静まりかえった山の中。決して音を立てることもなく、決して流れることもない大滝のすぐそばにまで歩み寄り、見上げてみると、白くむき出しになった何百、何千という長い牙がこちらに切っ先を向けてくる。隙あらばいつでも突き立ててやる。沈黙の滝からそんな緊迫感が伝わってくる。

春も間近な晴れた日に、凍った滝が崩れ落ちる音を遠くから聞いたことがある。滝を見に来た人らが聞きつけて、「早く行かないと全部くずれてなくなってしまう」とあわてて足を早める姿が妙におかしくてならなかった。透き通った鐘の音のような、きゃしゃなような音もあり、みっともなくひしゃげる音もあり、滝がバラバラになってこぼれ落ちていくさまを、私は心の中に思い描いていた。

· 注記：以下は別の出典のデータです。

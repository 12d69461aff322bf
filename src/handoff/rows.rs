//! Export row shapes
//!
//! The denormalized form a joined session takes in the handoff file and in
//! the warehouse table. Identifiers are store-internal and do not travel;
//! durations are flattened to seconds.

use crate::model::{EventRecord, SceneRecord, SessionRecord};
use crate::types::JsonValue;
use chrono::{DateTime, Utc};
use serde::Serialize;

/// One NDJSON line: a session with its full subtree
#[derive(Debug, Clone, Serialize)]
#[serde(rename_all = "camelCase")]
pub struct SessionRow {
    pub start_time: DateTime<Utc>,
    /// Session length in seconds
    pub length: f64,
    pub user_analytics_id: String,
    pub platform: String,
    pub os: String,
    pub screen_size: String,
    pub scenes: Vec<SceneRow>,
}

/// A scene inside a session row
#[derive(Debug, Clone, Serialize)]
#[serde(rename_all = "camelCase")]
pub struct SceneRow {
    pub start_time: DateTime<Utc>,
    /// Scene length in seconds
    pub length: f64,
    pub name: String,
    /// Seconds spent loading before the scene started
    pub load_time: f64,
    pub dropout: bool,
    pub events: Vec<EventRow>,
}

/// An event inside a scene row
#[derive(Debug, Clone, Serialize)]
#[serde(rename_all = "camelCase")]
pub struct EventRow {
    pub time: DateTime<Utc>,
    pub name: String,
    pub data: JsonValue,
    #[serde(rename = "type")]
    pub event_type: String,
}

impl From<&SessionRecord> for SessionRow {
    fn from(session: &SessionRecord) -> Self {
        Self {
            start_time: session.start_time,
            // Only ended sessions reach the writer; 0.0 would mean the
            // eligibility filter upstream is broken.
            length: session.length_seconds().unwrap_or_default(),
            user_analytics_id: session.user_analytics_id.clone(),
            platform: session.platform.clone(),
            os: session.os.clone(),
            screen_size: session.screen_size.clone(),
            scenes: session.scenes.iter().map(SceneRow::from).collect(),
        }
    }
}

impl From<&SceneRecord> for SceneRow {
    fn from(scene: &SceneRecord) -> Self {
        Self {
            start_time: scene.start_time,
            length: scene.length_seconds(),
            name: scene.name.clone(),
            load_time: scene.load_time,
            dropout: scene.dropout,
            events: scene.events.iter().map(EventRow::from).collect(),
        }
    }
}

impl From<&EventRecord> for EventRow {
    fn from(event: &EventRecord) -> Self {
        Self {
            time: event.time,
            name: event.name.clone(),
            data: event.data.clone(),
            event_type: event.event_type.clone(),
        }
    }
}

今年は足の調子をこれ以上くずしたくないので見に行かないと決めたが、毎日通う山の駐車場の近くに思わぬ造形が出現したのを目撃した。そこは勢いよく噴水の上がる、日本庭園風の池の周辺で、遠くから見れば白く巨大な正体不明の、ひと塊りになったものが見える。近づいてゆくと、池のまわりの植栽に吹きかかるしぶきが氷となってたくわえられ、鍾乳石のさまざまな造形が出現しているのである。小高い木の幹の連なりに氷のカーテンが広がり、あるいはテーブル状に丸く広がって、大小のつららがすそ飾りのように垂れ下がっている。そこにまた、あらたなつららが厚く幾重にも壁をつくり、ちらちらと複雑に輝く光を宿している。大粒の玉砂利が透明な半円のカプセルとなって地面を覆い尽くし、ひょろ長い葉が地面にのたうちまわっているのが白い蛇の複雑な絡まりあいのように見える。噴水の水は空を目がけて伸びてゆく。そこを絶えず寒風がびゅうと横殴りに吹き飛ばす。氷の庭園を養うスプリンクラーさながらの光景である。